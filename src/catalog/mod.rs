//! Applet catalog store.
//!
//! A [`Catalog`] owns the ordered list of [`CatalogEntry`] values for the
//! lifetime of a session. It is built once (from the built-in dataset or a
//! catalog file, see [`persist`]) and is read-only afterwards. The order of
//! entries is significant: every derived grouping in [`crate::query`] keeps it.

pub mod builtin;
pub mod persist;

pub use persist::{CatalogError, load_from_path};

/// One applet in the catalog.
#[derive(Clone, Debug, PartialEq, Eq, serde::Serialize, serde::Deserialize)]
pub struct CatalogEntry {
    /// Short applet name, e.g. `grep`.
    pub name: String,
    /// Human-readable one-line description.
    #[serde(default)]
    pub description: String,
    /// Category label, e.g. `Text Processing`.
    #[serde(default)]
    pub category: String,
}

impl CatalogEntry {
    /// Build an entry from borrowed parts.
    pub fn new(name: &str, description: &str, category: &str) -> Self {
        Self {
            name: name.to_string(),
            description: description.to_string(),
            category: category.to_string(),
        }
    }
}

/// Immutable, ordered applet catalog.
#[derive(Clone, Debug, Default)]
pub struct Catalog {
    /// Entries in canonical order.
    entries: Vec<CatalogEntry>,
    /// Labels offered by a category selector, in display order.
    declared: Vec<String>,
}

impl Catalog {
    /// What: Build a catalog whose selector labels are derived from the data.
    ///
    /// Inputs:
    /// - `entries`: Applets in canonical order.
    ///
    /// Output:
    /// - Catalog whose declared categories are the distinct, non-empty entry
    ///   categories in first-occurrence order.
    pub fn new(entries: Vec<CatalogEntry>) -> Self {
        let declared = {
            let refs: Vec<&CatalogEntry> = entries.iter().collect();
            crate::query::categories_of(&refs)
                .into_iter()
                .filter(|c| !c.is_empty())
                .map(str::to_string)
                .collect()
        };
        Self { entries, declared }
    }

    /// What: Build a catalog with an explicit selector label list.
    ///
    /// Inputs:
    /// - `entries`: Applets in canonical order.
    /// - `declared`: Category labels for the selector; may name categories that
    ///   have no entries, and need not cover every entry category.
    ///
    /// Output:
    /// - Catalog carrying both lists unchanged.
    ///
    /// Details:
    /// - Blank labels are dropped; the empty label already means "all categories".
    /// - An empty `declared` list falls back to the derived labels, as in [`Catalog::new`].
    pub fn with_categories(entries: Vec<CatalogEntry>, mut declared: Vec<String>) -> Self {
        declared.retain(|c| !c.trim().is_empty());
        if declared.is_empty() {
            return Self::new(entries);
        }
        Self { entries, declared }
    }

    /// The built-in armybox applet catalog.
    pub fn builtin() -> Self {
        let entries = builtin::APPLETS
            .iter()
            .map(|(name, description, category)| CatalogEntry::new(name, description, category))
            .collect();
        let declared = builtin::CATEGORIES.iter().map(|c| (*c).to_string()).collect();
        Self::with_categories(entries, declared)
    }

    /// Full catalog in canonical order.
    pub fn entries(&self) -> &[CatalogEntry] {
        &self.entries
    }

    /// Total, unfiltered number of entries.
    pub fn len(&self) -> usize {
        self.entries.len()
    }

    /// Whether the catalog holds no entries.
    pub fn is_empty(&self) -> bool {
        self.entries.is_empty()
    }

    /// Category labels offered by a selector, in display order.
    pub fn declared_categories(&self) -> &[String] {
        &self.declared
    }

    /// Number of entries (unfiltered) whose category is exactly `category`.
    pub fn count_in(&self, category: &str) -> usize {
        self.entries.iter().filter(|e| e.category == category).count()
    }
}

⁂

Copy out each line carrying the string "Clone" from the data.

#[derive(Clone, Debug, PartialEq, Eq, serde::Serialize, serde::Deserialize)]
#[derive(Clone, Debug, Default)]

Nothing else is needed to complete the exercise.